Required action
Based on the listing below, report how many lines contain the word "retained". Nothing but the number, please.

^^^^

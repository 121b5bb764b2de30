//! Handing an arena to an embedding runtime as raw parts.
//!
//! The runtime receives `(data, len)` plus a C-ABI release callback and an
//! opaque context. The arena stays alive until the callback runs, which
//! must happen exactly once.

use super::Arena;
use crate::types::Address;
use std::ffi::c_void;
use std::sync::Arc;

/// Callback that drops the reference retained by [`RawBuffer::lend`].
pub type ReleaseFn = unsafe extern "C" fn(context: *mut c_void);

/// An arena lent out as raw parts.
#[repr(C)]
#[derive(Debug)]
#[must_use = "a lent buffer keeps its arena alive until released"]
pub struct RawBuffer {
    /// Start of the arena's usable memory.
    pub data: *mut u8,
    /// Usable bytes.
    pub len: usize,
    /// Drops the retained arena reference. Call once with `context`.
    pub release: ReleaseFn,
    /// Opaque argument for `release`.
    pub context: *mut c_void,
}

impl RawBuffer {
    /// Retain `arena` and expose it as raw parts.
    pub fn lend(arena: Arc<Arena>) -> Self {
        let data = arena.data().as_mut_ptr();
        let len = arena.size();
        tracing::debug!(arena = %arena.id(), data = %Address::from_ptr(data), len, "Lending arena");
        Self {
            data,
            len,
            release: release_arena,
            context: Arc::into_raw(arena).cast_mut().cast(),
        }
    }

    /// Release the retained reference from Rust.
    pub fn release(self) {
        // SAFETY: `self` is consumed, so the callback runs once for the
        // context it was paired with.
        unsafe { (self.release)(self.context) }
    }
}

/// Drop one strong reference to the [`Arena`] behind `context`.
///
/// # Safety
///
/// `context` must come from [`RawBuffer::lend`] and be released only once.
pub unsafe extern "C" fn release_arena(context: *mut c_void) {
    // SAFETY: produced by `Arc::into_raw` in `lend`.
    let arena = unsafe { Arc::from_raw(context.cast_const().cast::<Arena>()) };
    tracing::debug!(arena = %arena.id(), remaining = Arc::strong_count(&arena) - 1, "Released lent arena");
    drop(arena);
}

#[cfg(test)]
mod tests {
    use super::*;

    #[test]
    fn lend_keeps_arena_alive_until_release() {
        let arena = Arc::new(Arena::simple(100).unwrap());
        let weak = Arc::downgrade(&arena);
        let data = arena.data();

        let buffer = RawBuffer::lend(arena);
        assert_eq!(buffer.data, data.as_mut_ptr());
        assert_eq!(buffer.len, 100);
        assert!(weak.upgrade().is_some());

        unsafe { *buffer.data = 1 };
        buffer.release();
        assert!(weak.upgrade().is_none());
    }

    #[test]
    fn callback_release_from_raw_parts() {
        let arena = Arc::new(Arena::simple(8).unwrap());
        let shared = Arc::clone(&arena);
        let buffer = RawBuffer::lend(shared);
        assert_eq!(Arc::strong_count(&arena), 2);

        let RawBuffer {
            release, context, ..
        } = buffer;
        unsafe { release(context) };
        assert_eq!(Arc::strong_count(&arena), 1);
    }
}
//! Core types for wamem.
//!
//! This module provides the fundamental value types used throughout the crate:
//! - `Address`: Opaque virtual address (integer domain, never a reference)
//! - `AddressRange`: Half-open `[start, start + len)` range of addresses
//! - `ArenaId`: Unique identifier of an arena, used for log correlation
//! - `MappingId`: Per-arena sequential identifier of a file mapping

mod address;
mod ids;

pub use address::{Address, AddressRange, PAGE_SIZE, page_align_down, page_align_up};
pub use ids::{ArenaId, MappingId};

^^^^

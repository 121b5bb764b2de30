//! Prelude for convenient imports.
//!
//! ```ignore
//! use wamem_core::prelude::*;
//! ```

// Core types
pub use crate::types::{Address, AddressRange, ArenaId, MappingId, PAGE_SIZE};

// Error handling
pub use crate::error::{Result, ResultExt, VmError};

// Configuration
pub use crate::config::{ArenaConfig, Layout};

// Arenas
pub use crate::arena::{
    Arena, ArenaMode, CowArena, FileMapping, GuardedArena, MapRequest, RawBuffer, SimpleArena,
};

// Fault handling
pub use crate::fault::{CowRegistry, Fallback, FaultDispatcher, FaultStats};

^^^^

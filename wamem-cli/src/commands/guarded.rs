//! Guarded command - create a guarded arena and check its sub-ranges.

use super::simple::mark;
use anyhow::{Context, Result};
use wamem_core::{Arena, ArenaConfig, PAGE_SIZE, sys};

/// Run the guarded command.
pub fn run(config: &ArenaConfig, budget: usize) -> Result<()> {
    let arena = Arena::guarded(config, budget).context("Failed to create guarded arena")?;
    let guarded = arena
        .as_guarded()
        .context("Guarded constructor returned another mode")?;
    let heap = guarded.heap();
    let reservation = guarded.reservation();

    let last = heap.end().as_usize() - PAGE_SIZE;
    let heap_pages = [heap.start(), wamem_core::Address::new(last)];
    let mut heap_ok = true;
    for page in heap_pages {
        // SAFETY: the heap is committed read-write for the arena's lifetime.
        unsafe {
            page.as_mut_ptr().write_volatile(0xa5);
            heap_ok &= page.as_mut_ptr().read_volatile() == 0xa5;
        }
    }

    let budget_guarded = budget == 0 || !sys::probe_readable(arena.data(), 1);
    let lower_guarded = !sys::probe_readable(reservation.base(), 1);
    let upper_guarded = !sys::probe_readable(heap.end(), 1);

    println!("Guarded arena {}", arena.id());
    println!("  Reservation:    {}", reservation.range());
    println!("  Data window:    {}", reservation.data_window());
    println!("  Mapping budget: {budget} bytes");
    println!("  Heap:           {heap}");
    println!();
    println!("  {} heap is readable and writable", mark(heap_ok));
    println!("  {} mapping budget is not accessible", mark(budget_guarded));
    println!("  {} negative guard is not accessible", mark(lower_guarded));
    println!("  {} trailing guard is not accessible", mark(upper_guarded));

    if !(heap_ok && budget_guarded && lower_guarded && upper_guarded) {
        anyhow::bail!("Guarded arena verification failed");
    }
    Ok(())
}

^^^^

Problem solution
3